Beginning in 2004, Quino's publisher in Argentina, Ediciones de la Flor, started publishing English-language collections of Mafalda strips under the series title Mafalda & Friends. In the United States of America, an English version of Mafalda, translated by Frank Wynne, started being released in 2025 by Elsewhere Editions.

==Adaptations==
Quino has opposed adapting Mafalda for cinema or theater; however, two series of animated shorts featuring Mafalda have been produced. The first, a series of 260 90-second films, was produced by Daniel Mallo for Argentine television starting in 1972. These were adapted into a full-length movie by Carlos Márquez in 1979 and released in 1981. It remains relatively unknown. In 1993 Cuban filmmaker Juan Padrón, a close friend of Quino, directed 104 short animated Mafalda films, backed by Spanish producers.

In 2024, a Netflix-exclusive Mafalda animated series was announced; it will be written by director Juan José Campanella.

==Comparisons==
Mafalda has occasionally been pointed out as being influenced by Charles Schulz's Peanuts, most notably by Umberto Eco, in 1968, who contrasted the two characters. While Eco thought of Mafalda and Charlie Brown as the unheard voices of children in the northern and southern hemispheres, Quino saw Mafalda as a socio-political strip, firmly rooted on family values. This is one of the reasons adults play a starring role in the strip, while they are never seen in the Charlie Brown universe. Quino does, however, acknowledge the influence of Schulz's work on his, in that Quino extensively studied Schulz's books in preparation for an advertising campaign he was working on in 1963. The advertising campaign was scrapped but he reused some of the material for the Mafalda series a year later.

The appearance of Mafalda's character resembles that of the main character in the U.S. comic strip Nancy (known as Periquita in Latin America). There is also a reference in a strip where Miguelito buys a magazine that has Nancy on the cover, and asks Mafalda whom she looks like.
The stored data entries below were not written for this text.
/// Reconciliation driver: for each configured WattAttack account, poll the
/// activity feed, attribute new activities to scheduled clients, archive FIT
/// exports and fan delivery out to the client bot / Strava / Intervals.icu.
///
/// The loop is safe to run repeatedly: the ledger's `was_seen` check
/// short-circuits known activities before any expensive work, the FIT
/// archive skips existing files, and delivery flags are OR-merged so a retry
/// after partial failure never re-sends a channel that already succeeded.
pub struct ReconciliationDriver;

/// Per-channel outcome of one delivery fan-out.
#[derive(Debug, Clone, Copy, Default)]
struct DeliveryFlags {
    clientbot: bool,
    strava: bool,
    intervals: bool,
}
In the next panel is implied that Mafalda replied, "¡Tu abuela!" ("Your granny!"), a phrase similar to "Your mama!" in English, as Miguelito stares at the magazine wondering, "My granny?"

==Recognition==
In 2009, a life-sized statue of Mafalda was installed in front of Quino's old home in the San Telmo neighborhood of Buenos Aires.

In 2010, it was announced that the city of Gatineau, Quebec, Canada, had sought and obtained permission to name or rename a street after Mafalda, as part of a project to establish a neighbourhood named after famous comic strips and bande dessinée characters.

In 2014, a life-sized statue of Mafalda was installed in Campo de San Francisco, a park located in Oviedo, Principality of Asturias' capital (northern Spain), after the Princess of Asturias Awards was conferred to Quino, for the creation of Mafalda, in the category of Communications and Humanities.

== In other media ==
=== DC Cinematic Universe ===
- In 2021 film The Suicide Squad and TV Series The Peacemaker made by James Gunn, a Mafalda keychain appears for brief moments.

=== Toys ===
- On July 18, 2019, the ColeccionablesBlog page made several figures of Mafalda and her friends.